··· Input data ···

#[derive(Debug, Clone)]
pub struct RenderConfig {
    pub clear_color: wgpu::Color,
    pub vsync: bool,
}

impl Default for RenderConfig {
    fn default() -> Self {
        Self {
            clear_color: wgpu::Color {
                r: 0.1,
                g: 0.1,
                b: 0.11,
                a: 1.0,
            },
            vsync: true,
        }
    }
}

···

> [Your objective] Beginning from the line that contains "fn default() ->", give each line again exactly, through the final line of the records.

> [Written answer]
    fn default() -> Self {
        Self {
            clear_color: wgpu::Color {
                r: 0.1,
                g: 0.1,
                b: 0.11,
                a: 1.0,
            },
            vsync: true,
        }
    }
}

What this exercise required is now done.